Les tentatives d’adaptation de l’appareil policier français

À partir du milieu des années 1970, avec l’arrivée au pouvoir de Valéry Giscard d’Estaing, et plus encore, celle de François Mitterrand en 1981, c’est davantage le souci de l’adaptation de l’institution et de ses modes d’intervention à la problématique émergente de l’insécurité qui domine, et ce jusqu’à nos jours. Les questions du maintien de l’ordre et de la police politique ne disparaissent pas, mais elles changent d’objet : des mouvements sociaux aux émeutes urbaines, pour le maintien de l’ordre ; de la lutte contre le gauchisme à la lutte contre les terrorismes, pour la police politique.

La police judiciaire

Les changements sont cependant plus sensibles en ce qui concerne les structures et l’architecture d’ensemble de l’appareil policier que pour ce qui est des pratiques.

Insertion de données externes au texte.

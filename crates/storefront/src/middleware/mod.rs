//! HTTP middleware stack for the storefront.
//!
//! # Middleware Order (outermost first)
//!
//! 1. Sentry layers (capture errors)
//! 2. `TraceLayer` (request tracing)
//! 3. Request ID (add unique ID to each request)
//! 4. Security headers
//! 5. Session layer (tower-sessions with `PostgreSQL` store)
//! 6. Access control (path rules against the session role)
//!
//! `POST /login` additionally carries the rate limiter.

pub mod access;
pub mod auth;
pub mod rate_limit;
pub mod request_id;
pub mod security_headers;
pub mod session;

pub use access::{AccessRule, access_control_middleware, classify};
pub use auth::{ShopperContext, clear_current_user, set_current_user};
pub use rate_limit::auth_rate_limiter;
pub use request_id::request_id_middleware;
pub use security_headers::security_headers_middleware;
pub use session::{create_session_layer, session_layer_with_store};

Certes, à la suite d’affaires criminelles retentissantes (les affaires Gregory Villemin ou Thierry Paulin, au milieu des années 1980, les affaires Omar Raddad et Guy Georges dans les années 1990), qui ont démontré l’insuffisance du dispositif et la perte de compétence des agents, on a assisté, à partir du milieu des années 1980, à une certaine renaissance de la police technique et scientifique, longtemps la belle endormie de la police judiciaire : création en 1985 d’une sous-direction spécifique, réorganisation des laboratoires, recrutements massifs de spécialistes de l’identité judiciaire et formation de plusieurs milliers de policiers, informatisation des fichiers dactyloscopiques en 1987, création du fichier des empreintes génétiques en 1994. La mise en place de ces nouveaux instruments a cependant été assez lente et chaotique, et leur utilisation, si elle a indéniablement facilité le travail des enquêteurs, joue un rôle moins décisif dans la réalité que dans les fictions télévisuelles.

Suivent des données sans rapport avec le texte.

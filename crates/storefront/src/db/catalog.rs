//! Catalog repository: categories, products and their additional images.

use std::collections::HashMap;

use async_trait::async_trait;
use rust_decimal::Decimal;
use sqlx::PgPool;

use emporium_core::{
    Category, CategoryId, CurrencyCode, Price, Product, ProductId, ProductImage, ProductImageId,
};

use super::{CatalogReader, CatalogWriter, RepositoryError, quantity_from_db};

#[derive(sqlx::FromRow)]
struct CategoryRow {
    id: i64,
    name: String,
}

impl From<CategoryRow> for Category {
    fn from(row: CategoryRow) -> Self {
        Self {
            id: CategoryId::new(row.id),
            name: row.name,
        }
    }
}

#[derive(sqlx::FromRow)]
struct ProductRow {
    id: i64,
    category_id: i64,
    name: String,
    description: String,
    price: Decimal,
    currency_code: String,
    quantity: i32,
    image_key: String,
}

impl ProductRow {
    fn into_product(self, images: Vec<ProductImage>) -> Result<Product, RepositoryError> {
        let currency = self
            .currency_code
            .parse::<CurrencyCode>()
            .map_err(|e| RepositoryError::DataCorruption(e.to_string()))?;
        let price = Price::new(self.price, currency)
            .map_err(|e| RepositoryError::DataCorruption(e.to_string()))?;

        Ok(Product {
            id: ProductId::new(self.id),
            category_id: CategoryId::new(self.category_id),
            name: self.name,
            description: self.description,
            price,
            quantity: quantity_from_db(self.quantity, "product quantity")?,
            image_key: self.image_key,
            images,
        })
    }
}

#[derive(sqlx::FromRow)]
struct ProductImageRow {
    id: i64,
    product_id: i64,
    key: String,
    position: i32,
}

impl From<ProductImageRow> for ProductImage {
    fn from(row: ProductImageRow) -> Self {
        Self {
            id: ProductImageId::new(row.id),
            key: row.key,
            position: row.position,
        }
    }
}

const PRODUCT_COLUMNS: &str =
    "id, category_id, name, description, price, currency_code, quantity, image_key";

/// A product to insert, without images.
#[derive(Debug, Clone)]
pub struct NewProduct {
    pub category_id: CategoryId,
    pub name: String,
    pub description: String,
    pub price: Price,
    pub quantity: u32,
    pub image_key: String,
}

/// Repository for catalog database operations.
#[derive(Clone)]
pub struct CatalogRepository {
    pool: PgPool,
}

impl CatalogRepository {
    /// Create a new catalog repository.
    #[must_use]
    pub const fn new(pool: PgPool) -> Self {
        Self { pool }
    }

    /// Insert a category, or return the existing one with the same name.
    ///
    /// # Errors
    ///
    /// Returns `RepositoryError::Database` if the query fails.
    pub async fn upsert_category(&self, name: &str) -> Result<Category, RepositoryError> {
        let row = sqlx::query_as::<_, CategoryRow>(
            "INSERT INTO shop.category (name) VALUES ($1) \
             ON CONFLICT (name) DO UPDATE SET name = EXCLUDED.name \
             RETURNING id, name",
        )
        .bind(name)
        .fetch_one(&self.pool)
        .await?;

        Ok(row.into())
    }

    /// Insert a product and its additional images in one transaction.
    ///
    /// # Errors
    ///
    /// Returns `RepositoryError::NotFound` if the category does not exist.
    /// Returns `RepositoryError::Database` for other database errors.
    pub async fn create_product(
        &self,
        product: &NewProduct,
        image_keys: &[String],
    ) -> Result<ProductId, RepositoryError> {
        let quantity = i32::try_from(product.quantity).map_err(|_| {
            RepositoryError::Conflict(format!("quantity {} out of range", product.quantity))
        })?;

        let mut tx = self.pool.begin().await?;

        let (id,): (i64,) = sqlx::query_as(
            "INSERT INTO shop.product \
             (category_id, name, description, price, currency_code, quantity, image_key) \
             VALUES ($1, $2, $3, $4, $5, $6, $7) \
             RETURNING id",
        )
        .bind(product.category_id.as_i64())
        .bind(&product.name)
        .bind(&product.description)
        .bind(product.price.amount())
        .bind(product.price.currency_code().as_str())
        .bind(quantity)
        .bind(&product.image_key)
        .fetch_one(&mut *tx)
        .await
        .map_err(map_foreign_key)?;

        for (position, key) in (0_i32..).zip(image_keys) {
            sqlx::query(
                "INSERT INTO shop.product_image (product_id, key, position) VALUES ($1, $2, $3)",
            )
            .bind(id)
            .bind(key)
            .bind(position)
            .execute(&mut *tx)
            .await?;
        }

        tx.commit().await?;
        Ok(ProductId::new(id))
    }

    /// Delete every category, product and dependent row.
    ///
    /// # Errors
    ///
    /// Returns `RepositoryError::Database` if the query fails.
    pub async fn clear(&self) -> Result<(), RepositoryError> {
        sqlx::query("TRUNCATE shop.category, shop.product, shop.product_image CASCADE")
            .execute(&self.pool)
            .await?;
        Ok(())
    }

    /// Load products matching a `WHERE` clause and attach their images.
    async fn load_products<'q>(
        &self,
        query: sqlx::query::QueryAs<'q, sqlx::Postgres, ProductRow, sqlx::postgres::PgArguments>,
    ) -> Result<Vec<Product>, RepositoryError> {
        let rows = query.fetch_all(&self.pool).await?;
        if rows.is_empty() {
            return Ok(Vec::new());
        }

        let ids: Vec<i64> = rows.iter().map(|r| r.id).collect();
        let mut images = self.images_for(&ids).await?;

        rows.into_iter()
            .map(|row| {
                let own = images.remove(&row.id).unwrap_or_default();
                row.into_product(own)
            })
            .collect()
    }

    /// Additional images of the given products, grouped and ordered by position.
    async fn images_for(
        &self,
        product_ids: &[i64],
    ) -> Result<HashMap<i64, Vec<ProductImage>>, RepositoryError> {
        let rows = sqlx::query_as::<_, ProductImageRow>(
            "SELECT id, product_id, key, position FROM shop.product_image \
             WHERE product_id = ANY($1) \
             ORDER BY product_id, position",
        )
        .bind(product_ids)
        .fetch_all(&self.pool)
        .await?;

        let mut grouped: HashMap<i64, Vec<ProductImage>> = HashMap::new();
        for row in rows {
            grouped.entry(row.product_id).or_default().push(row.into());
        }
        Ok(grouped)
    }
}

/// Foreign key violations mean the referenced row is gone.
fn map_foreign_key(err: sqlx::Error) -> RepositoryError {
    if let sqlx::Error::Database(ref db_err) = err
        && db_err.is_foreign_key_violation()
    {
        return RepositoryError::NotFound;
    }
    RepositoryError::Database(err)
}

#[async_trait]
impl CatalogReader for CatalogRepository {
    async fn product(&self, id: ProductId) -> Result<Option<Product>, RepositoryError> {
        let sql = format!("SELECT {PRODUCT_COLUMNS} FROM shop.product WHERE id = $1");
        let mut products = self
            .load_products(sqlx::query_as(&sql).bind(id.as_i64()))
            .await?;
        Ok(products.pop())
    }

    async fn products_by_ids(&self, ids: &[ProductId]) -> Result<Vec<Product>, RepositoryError> {
        if ids.is_empty() {
            return Ok(Vec::new());
        }
        let raw: Vec<i64> = ids.iter().map(ProductId::as_i64).collect();
        let sql =
            format!("SELECT {PRODUCT_COLUMNS} FROM shop.product WHERE id = ANY($1) ORDER BY id");
        self.load_products(sqlx::query_as(&sql).bind(raw)).await
    }

    async fn products(&self) -> Result<Vec<Product>, RepositoryError> {
        let sql = format!("SELECT {PRODUCT_COLUMNS} FROM shop.product ORDER BY id");
        self.load_products(sqlx::query_as(&sql)).await
    }

    async fn products_in_category(
        &self,
        category_id: CategoryId,
    ) -> Result<Vec<Product>, RepositoryError> {
        let sql = format!(
            "SELECT {PRODUCT_COLUMNS} FROM shop.product WHERE category_id = $1 ORDER BY id"
        );
        self.load_products(sqlx::query_as(&sql).bind(category_id.as_i64()))
            .await
    }

    async fn category(&self, id: CategoryId) -> Result<Option<Category>, RepositoryError> {
        let row = sqlx::query_as::<_, CategoryRow>(
            "SELECT id, name FROM shop.category WHERE id = $1",
        )
        .bind(id.as_i64())
        .fetch_optional(&self.pool)
        .await?;

        Ok(row.map(Into::into))
    }

    async fn categories(&self) -> Result<Vec<Category>, RepositoryError> {
        let rows = sqlx::query_as::<_, CategoryRow>("SELECT id, name FROM shop.category ORDER BY name")
            .fetch_all(&self.pool)
            .await?;

        Ok(rows.into_iter().map(Into::into).collect())
    }
}

#[async_trait]
impl CatalogWriter for CatalogRepository {
    async fn add_product_image(
        &self,
        product_id: ProductId,
        key: &str,
    ) -> Result<ProductImage, RepositoryError> {
        let mut tx = self.pool.begin().await?;

        // Row lock serializes concurrent uploads for one product, so the
        // MAX(position) + 1 below cannot collide.
        sqlx::query("SELECT id FROM shop.product WHERE id = $1 FOR UPDATE")
            .bind(product_id.as_i64())
            .fetch_optional(&mut *tx)
            .await?
            .ok_or(RepositoryError::NotFound)?;

        let row = sqlx::query_as::<_, ProductImageRow>(
            "INSERT INTO shop.product_image (product_id, key, position) \
             SELECT $1, $2, COALESCE(MAX(position) + 1, 0) \
             FROM shop.product_image WHERE product_id = $1 \
             RETURNING id, product_id, key, position",
        )
        .bind(product_id.as_i64())
        .bind(key)
        .fetch_one(&mut *tx)
        .await
        .map_err(|e| RepositoryError::from_insert(e, "image position"))?;

        tx.commit().await?;
        Ok(row.into())
    }

    async fn remove_product_image(
        &self,
        product_id: ProductId,
        image_id: ProductImageId,
    ) -> Result<Option<ProductImage>, RepositoryError> {
        let row = sqlx::query_as::<_, ProductImageRow>(
            "DELETE FROM shop.product_image WHERE id = $1 AND product_id = $2 \
             RETURNING id, product_id, key, position",
        )
        .bind(image_id.as_i64())
        .bind(product_id.as_i64())
        .fetch_optional(&self.pool)
        .await?;

        Ok(row.map(Into::into))
    }
}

Le maintien de l’ordre et la sécurité publique

Dans le domaine du maintien de l’ordre, il a fallu s’adapter aux nouvelles conditions d’intervention suscitées par les émeutes urbaines devenues récurrentes depuis le début des années 1980. On est ainsi passé d’un maintien de l’ordre essentiellement défensif, fondé sur des unités importantes, axé sur le contrôle à distance des manifestants et la planification de l’événement, voire sa cogestion avec les organisateurs, à un modèle beaucoup plus souple, en petites unités plus adaptées, pour contrôler des émeutiers très mobiles et procéder à des interpellations, dotées d’une batterie diversifiée d’armes dites non létales (Flash-Ball, pistolet électrique, grenades de désencerclement, etc.) et appuyées par des hélicoptères équipés de projecteurs.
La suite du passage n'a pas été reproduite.